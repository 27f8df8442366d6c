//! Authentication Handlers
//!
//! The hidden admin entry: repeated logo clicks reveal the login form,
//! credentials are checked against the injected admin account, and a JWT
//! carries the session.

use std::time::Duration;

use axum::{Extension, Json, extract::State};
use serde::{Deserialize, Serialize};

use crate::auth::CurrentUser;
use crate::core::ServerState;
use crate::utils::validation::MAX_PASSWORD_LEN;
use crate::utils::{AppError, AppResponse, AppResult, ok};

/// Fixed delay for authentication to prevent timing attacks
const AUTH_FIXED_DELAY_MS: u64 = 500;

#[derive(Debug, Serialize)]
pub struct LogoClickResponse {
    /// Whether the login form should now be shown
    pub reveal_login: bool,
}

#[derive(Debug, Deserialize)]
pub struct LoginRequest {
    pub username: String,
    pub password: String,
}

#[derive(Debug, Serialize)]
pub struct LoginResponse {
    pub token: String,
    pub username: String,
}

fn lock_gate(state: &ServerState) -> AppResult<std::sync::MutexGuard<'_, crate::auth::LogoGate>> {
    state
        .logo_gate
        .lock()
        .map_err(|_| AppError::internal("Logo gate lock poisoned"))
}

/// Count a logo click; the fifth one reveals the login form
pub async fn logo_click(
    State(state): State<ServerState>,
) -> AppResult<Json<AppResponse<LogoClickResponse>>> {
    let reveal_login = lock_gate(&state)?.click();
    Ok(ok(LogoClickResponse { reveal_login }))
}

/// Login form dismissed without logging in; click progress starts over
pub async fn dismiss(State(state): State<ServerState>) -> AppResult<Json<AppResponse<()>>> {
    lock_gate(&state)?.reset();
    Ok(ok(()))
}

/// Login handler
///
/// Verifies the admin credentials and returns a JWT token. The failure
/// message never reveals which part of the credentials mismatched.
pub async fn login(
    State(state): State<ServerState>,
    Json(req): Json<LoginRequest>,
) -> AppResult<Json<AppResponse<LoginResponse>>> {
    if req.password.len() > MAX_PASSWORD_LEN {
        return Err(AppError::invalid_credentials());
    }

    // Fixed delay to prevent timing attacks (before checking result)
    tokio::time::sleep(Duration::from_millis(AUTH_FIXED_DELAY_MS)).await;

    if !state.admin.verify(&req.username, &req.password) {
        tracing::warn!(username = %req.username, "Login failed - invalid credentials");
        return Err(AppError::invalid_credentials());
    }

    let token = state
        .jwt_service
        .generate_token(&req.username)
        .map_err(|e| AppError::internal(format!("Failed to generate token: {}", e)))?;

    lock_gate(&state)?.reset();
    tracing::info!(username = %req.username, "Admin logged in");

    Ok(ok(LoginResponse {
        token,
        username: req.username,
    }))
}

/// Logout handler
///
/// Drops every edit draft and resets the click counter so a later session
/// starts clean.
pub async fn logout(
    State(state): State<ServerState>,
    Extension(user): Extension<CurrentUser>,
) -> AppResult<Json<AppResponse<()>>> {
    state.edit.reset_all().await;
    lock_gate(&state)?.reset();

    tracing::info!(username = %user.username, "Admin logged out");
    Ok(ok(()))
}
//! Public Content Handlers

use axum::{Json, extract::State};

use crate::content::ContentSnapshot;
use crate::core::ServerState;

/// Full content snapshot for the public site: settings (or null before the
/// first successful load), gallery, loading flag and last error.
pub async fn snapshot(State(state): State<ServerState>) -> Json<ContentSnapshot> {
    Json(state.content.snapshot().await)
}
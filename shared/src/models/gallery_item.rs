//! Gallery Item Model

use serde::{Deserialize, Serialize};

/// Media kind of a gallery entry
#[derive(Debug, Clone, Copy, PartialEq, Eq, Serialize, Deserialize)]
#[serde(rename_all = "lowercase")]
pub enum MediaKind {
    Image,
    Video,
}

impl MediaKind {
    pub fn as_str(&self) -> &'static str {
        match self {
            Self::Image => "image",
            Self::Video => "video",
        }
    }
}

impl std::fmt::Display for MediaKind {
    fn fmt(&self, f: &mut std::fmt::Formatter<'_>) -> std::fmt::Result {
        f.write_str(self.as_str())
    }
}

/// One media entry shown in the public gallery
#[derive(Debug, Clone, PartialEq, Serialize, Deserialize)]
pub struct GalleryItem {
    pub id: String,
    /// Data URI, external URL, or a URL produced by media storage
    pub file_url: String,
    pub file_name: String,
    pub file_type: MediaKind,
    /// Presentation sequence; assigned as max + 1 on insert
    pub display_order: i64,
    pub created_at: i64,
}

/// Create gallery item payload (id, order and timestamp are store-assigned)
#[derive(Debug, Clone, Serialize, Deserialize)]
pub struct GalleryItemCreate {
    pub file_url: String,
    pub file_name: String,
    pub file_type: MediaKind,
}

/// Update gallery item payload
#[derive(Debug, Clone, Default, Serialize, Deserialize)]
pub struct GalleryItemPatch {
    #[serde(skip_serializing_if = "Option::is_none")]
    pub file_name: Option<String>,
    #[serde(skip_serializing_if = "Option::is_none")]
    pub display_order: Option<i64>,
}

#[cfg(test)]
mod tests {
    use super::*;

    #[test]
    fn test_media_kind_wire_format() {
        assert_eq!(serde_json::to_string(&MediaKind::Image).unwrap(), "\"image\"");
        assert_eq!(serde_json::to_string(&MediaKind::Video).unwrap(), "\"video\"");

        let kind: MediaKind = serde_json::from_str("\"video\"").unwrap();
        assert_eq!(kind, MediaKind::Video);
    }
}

= = =

» Your instructions: Every entry above must be returned word for word.

» Response for this exercise:
repository 27f8df8442366d6c
//! Authentication Handlers
//!
//! The hidden admin entry: repeated logo clicks reveal the login form,
//! credentials are checked against the injected admin account, and a JWT
//! carries the session.

use std::time::Duration;

use axum::{Extension, Json, extract::State};
use serde::{Deserialize, Serialize};

use crate::auth::CurrentUser;
use crate::core::ServerState;
use crate::utils::validation::MAX_PASSWORD_LEN;
use crate::utils::{AppError, AppResponse, AppResult, ok};

/// Fixed delay for authentication to prevent timing attacks
const AUTH_FIXED_DELAY_MS: u64 = 500;

#[derive(Debug, Serialize)]
pub struct LogoClickResponse {
    /// Whether the login form should now be shown
    pub reveal_login: bool,
}

#[derive(Debug, Deserialize)]
pub struct LoginRequest {
    pub username: String,
    pub password: String,
}

#[derive(Debug, Serialize)]
pub struct LoginResponse {
    pub token: String,
    pub username: String,
}

fn lock_gate(state: &ServerState) -> AppResult<std::sync::MutexGuard<'_, crate::auth::LogoGate>> {
    state
        .logo_gate
        .lock()
        .map_err(|_| AppError::internal("Logo gate lock poisoned"))
}

/// Count a logo click; the fifth one reveals the login form
pub async fn logo_click(
    State(state): State<ServerState>,
) -> AppResult<Json<AppResponse<LogoClickResponse>>> {
    let reveal_login = lock_gate(&state)?.click();
    Ok(ok(LogoClickResponse { reveal_login }))
}

/// Login form dismissed without logging in; click progress starts over
pub async fn dismiss(State(state): State<ServerState>) -> AppResult<Json<AppResponse<()>>> {
    lock_gate(&state)?.reset();
    Ok(ok(()))
}

/// Login handler
///
/// Verifies the admin credentials and returns a JWT token. The failure
/// message never reveals which part of the credentials mismatched.
pub async fn login(
    State(state): State<ServerState>,
    Json(req): Json<LoginRequest>,
) -> AppResult<Json<AppResponse<LoginResponse>>> {
    if req.password.len() > MAX_PASSWORD_LEN {
        return Err(AppError::invalid_credentials());
    }

    // Fixed delay to prevent timing attacks (before checking result)
    tokio::time::sleep(Duration::from_millis(AUTH_FIXED_DELAY_MS)).await;

    if !state.admin.verify(&req.username, &req.password) {
        tracing::warn!(username = %req.username, "Login failed - invalid credentials");
        return Err(AppError::invalid_credentials());
    }

    let token = state
        .jwt_service
        .generate_token(&req.username)
        .map_err(|e| AppError::internal(format!("Failed to generate token: {}", e)))?;

    lock_gate(&state)?.reset();
    tracing::info!(username = %req.username, "Admin logged in");

    Ok(ok(LoginResponse {
        token,
        username: req.username,
    }))
}

/// Logout handler
///
/// Drops every edit draft and resets the click counter so a later session
/// starts clean.
pub async fn logout(
    State(state): State<ServerState>,
    Extension(user): Extension<CurrentUser>,
) -> AppResult<Json<AppResponse<()>>> {
    state.edit.reset_all().await;
    lock_gate(&state)?.reset();

    tracing::info!(username = %user.username, "Admin logged out");
    Ok(ok(()))
}
//! Public Content Handlers

use axum::{Json, extract::State};

use crate::content::ContentSnapshot;
use crate::core::ServerState;

/// Full content snapshot for the public site: settings (or null before the
/// first successful load), gallery, loading flag and last error.
pub async fn snapshot(State(state): State<ServerState>) -> Json<ContentSnapshot> {
    Json(state.content.snapshot().await)
}
filename shared/src/models/gallery_item.rs
//! Gallery Item Model

use serde::{Deserialize, Serialize};

/// Media kind of a gallery entry
#[derive(Debug, Clone, Copy, PartialEq, Eq, Serialize, Deserialize)]
#[serde(rename_all = "lowercase")]
pub enum MediaKind {
    Image,
    Video,
}

impl MediaKind {
    pub fn as_str(&self) -> &'static str {
        match self {
            Self::Image => "image",
            Self::Video => "video",
        }
    }
}

impl std::fmt::Display for MediaKind {
    fn fmt(&self, f: &mut std::fmt::Formatter<'_>) -> std::fmt::Result {
        f.write_str(self.as_str())
    }
}

/// One media entry shown in the public gallery
#[derive(Debug, Clone, PartialEq, Serialize, Deserialize)]
pub struct GalleryItem {
    pub id: String,
    /// Data URI, external URL, or a URL produced by media storage
    pub file_url: String,
    pub file_name: String,
    pub file_type: MediaKind,
    /// Presentation sequence; assigned as max + 1 on insert
    pub display_order: i64,
    pub created_at: i64,
}

/// Create gallery item payload (id, order and timestamp are store-assigned)
#[derive(Debug, Clone, Serialize, Deserialize)]
pub struct GalleryItemCreate {
    pub file_url: String,
    pub file_name: String,
    pub file_type: MediaKind,
}

/// Update gallery item payload
#[derive(Debug, Clone, Default, Serialize, Deserialize)]
pub struct GalleryItemPatch {
    #[serde(skip_serializing_if = "Option::is_none")]
    pub file_name: Option<String>,
    #[serde(skip_serializing_if = "Option::is_none")]
    pub display_order: Option<i64>,
}

#[cfg(test)]
mod tests {
    use super::*;

    #[test]
    fn test_media_kind_wire_format() {
        assert_eq!(serde_json::to_string(&MediaKind::Image).unwrap(), "\"image\"");
        assert_eq!(serde_json::to_string(&MediaKind::Video).unwrap(), "\"video\"");

        let kind: MediaKind = serde_json::from_str("\"video\"").unwrap();
        assert_eq!(kind, MediaKind::Video);
    }
}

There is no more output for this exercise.